Abstract
When confounding variables exist that inhibit the ability to diagnose brain death clinically in pediatric patients, ancillary tests may provide additional information for the practitioner in evaluating for the presence or absence of brain death. Multiple options exist but differ in availability, ease of administration, cost, safety profile, and reliability to accurately diagnose brain death. An important desirable quality of an ancillary test is eliminating false positives, which imply brain death when brain death is in fact not present. More commonly available ancillary studies include electroencephalograms, brain angiography through various modalities, brain stem auditory evoked potentials, and transcranial Doppler ultrasound. At this time, there is not an ancillary test with 100% reliability in diagnosing brain death that can replace the clinical brain death exam.

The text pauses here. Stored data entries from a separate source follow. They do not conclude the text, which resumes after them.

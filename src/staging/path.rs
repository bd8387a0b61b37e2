//! Reserved staging locations

use serde::{Deserialize, Serialize};
use std::fmt;
use std::io;
use std::path::{Path, PathBuf};
use tracing::{debug, warn};

/// The kind of transient (or durable) file a staging root holds
#[derive(Debug, Clone, Copy, PartialEq, Eq, Hash, Serialize, Deserialize)]
#[serde(rename_all = "kebab-case")]
pub enum StagingClass {
    /// Plaintext uploads waiting to be encrypted
    Upload,
    /// Ciphertext blobs at rest
    Encrypted,
    /// Plaintext copies produced for a single download
    Decrypted,
    /// Plaintext copies and archives produced for an export
    ExportTemp,
}

impl StagingClass {
    pub const ALL: [StagingClass; 4] = [
        StagingClass::Upload,
        StagingClass::Encrypted,
        StagingClass::Decrypted,
        StagingClass::ExportTemp,
    ];

    /// Filename prefix for paths of this class
    pub fn prefix(self) -> &'static str {
        match self {
            StagingClass::Upload => "file",
            StagingClass::Encrypted => "blob",
            StagingClass::Decrypted => "plain",
            StagingClass::ExportTemp => "export",
        }
    }

    /// Whether files of this class are ephemeral
    pub fn is_transient(self) -> bool {
        !matches!(self, StagingClass::Encrypted)
    }

    pub fn as_str(self) -> &'static str {
        match self {
            StagingClass::Upload => "upload",
            StagingClass::Encrypted => "encrypted",
            StagingClass::Decrypted => "decrypted",
            StagingClass::ExportTemp => "export-temp",
        }
    }
}

impl fmt::Display for StagingClass {
    fn fmt(&self, f: &mut fmt::Formatter<'_>) -> fmt::Result {
        f.write_str(self.as_str())
    }
}

/// A uniquely named location owned by exactly one operation.
///
/// The file at this path is removed when the value is released or dropped,
/// unless ownership was handed off with [`StagingPath::persist`].
#[derive(Debug)]
pub struct StagingPath {
    class: StagingClass,
    path: PathBuf,
    armed: bool,
}

impl StagingPath {
    pub(crate) fn new(class: StagingClass, path: PathBuf) -> Self {
        StagingPath {
            class,
            path,
            armed: true,
        }
    }

    pub fn class(&self) -> StagingClass {
        self.class
    }

    pub fn path(&self) -> &Path {
        &self.path
    }

    /// Check whether anything has been written at this path yet
    pub fn exists(&self) -> bool {
        self.path.exists()
    }

    /// Delete the file now. Failures are logged, never returned.
    pub async fn release(mut self) {
        self.armed = false;
        match tokio::fs::remove_file(&self.path).await {
            Ok(()) => debug!("Released {} path {:?}", self.class, self.path),
            Err(e) if e.kind() == io::ErrorKind::NotFound => {}
            Err(e) => warn!("Failed to release {} path {:?}: {}", self.class, self.path, e),
        }
    }

    /// Hand the file over to a durable owner; it will no longer be removed
    pub fn persist(mut self) -> PathBuf {
        self.armed = false;
        std::mem::take(&mut self.path)
    }
}

impl AsRef<Path> for StagingPath {
    fn as_ref(&self) -> &Path {
        &self.path
    }
}

impl Drop for StagingPath {
    fn drop(&mut self) {
        if !self.armed {
            return;
        }
        match std::fs::remove_file(&self.path) {
            Ok(()) => debug!("Released {} path {:?} on drop", self.class, self.path),
            Err(e) if e.kind() == io::ErrorKind::NotFound => {}
            Err(e) => warn!("Failed to release {} path {:?}: {}", self.class, self.path, e),
        }
    }
}

#[cfg(test)]
mod tests {
    use super::*;
    use tempfile::TempDir;

    #[test]
    fn test_drop_removes_file() {
        let temp = TempDir::new().unwrap();
        let path = temp.path().join("plain-1");
        std::fs::write(&path, b"secret").unwrap();

        let staged = StagingPath::new(StagingClass::Decrypted, path.clone());
        drop(staged);

        assert!(!path.exists());
    }

    #[test]
    fn test_persist_keeps_file() {
        let temp = TempDir::new().unwrap();
        let path = temp.path().join("blob-1.enc");
        std::fs::write(&path, b"ciphertext").unwrap();

        let staged = StagingPath::new(StagingClass::Encrypted, path.clone());
        let kept = staged.persist();

        assert_eq!(kept, path);
        assert!(path.exists());
    }

    #[tokio::test]
    async fn test_release_missing_is_quiet() {
        let temp = TempDir::new().unwrap();
        let staged = StagingPath::new(StagingClass::Upload, temp.path().join("never-written"));
        assert!(!staged.exists());
        staged.release().await;
    }

    #[test]
    fn test_class_properties() {
        assert!(StagingClass::Upload.is_transient());
        assert!(StagingClass::ExportTemp.is_transient());
        assert!(!StagingClass::Encrypted.is_transient());
        assert_eq!(StagingClass::ExportTemp.to_string(), "export-temp");
    }
}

Therefore, practitioners need to understand the strengths and limitations of the ancillary studies available at their hospital.
Keywords: pediatric, brain death, ancillary
Introduction
The diagnosis of brain death carries great importance for several reasons including closure for the patient and family as well as the possibility for organ procurement. The clinical diagnosis of brain death may be made following two clinical exams consistent with brain death, including apnea tests, separated by a defined period of time. In these situations, ancillary studies are not required to make the diagnosis of brain death. 1 However, there are times when confounding patient factors may inhibit the ability to make a clinical diagnosis. Examples of such confounding factors are listed in Table 1 . In this situation, a variety of ancillary tests may aid in the diagnosis of brain death ( Table 2 ). Ancillary testing may be used in conjunction with the clinical exam to support the diagnosis of brain death. Ancillary studies should not be used to replace the brain death neurological exam and apnea test. The clinical exam should still be completed to its fullest extent twice on each individual and documented even when an ancillary test suggests brain death.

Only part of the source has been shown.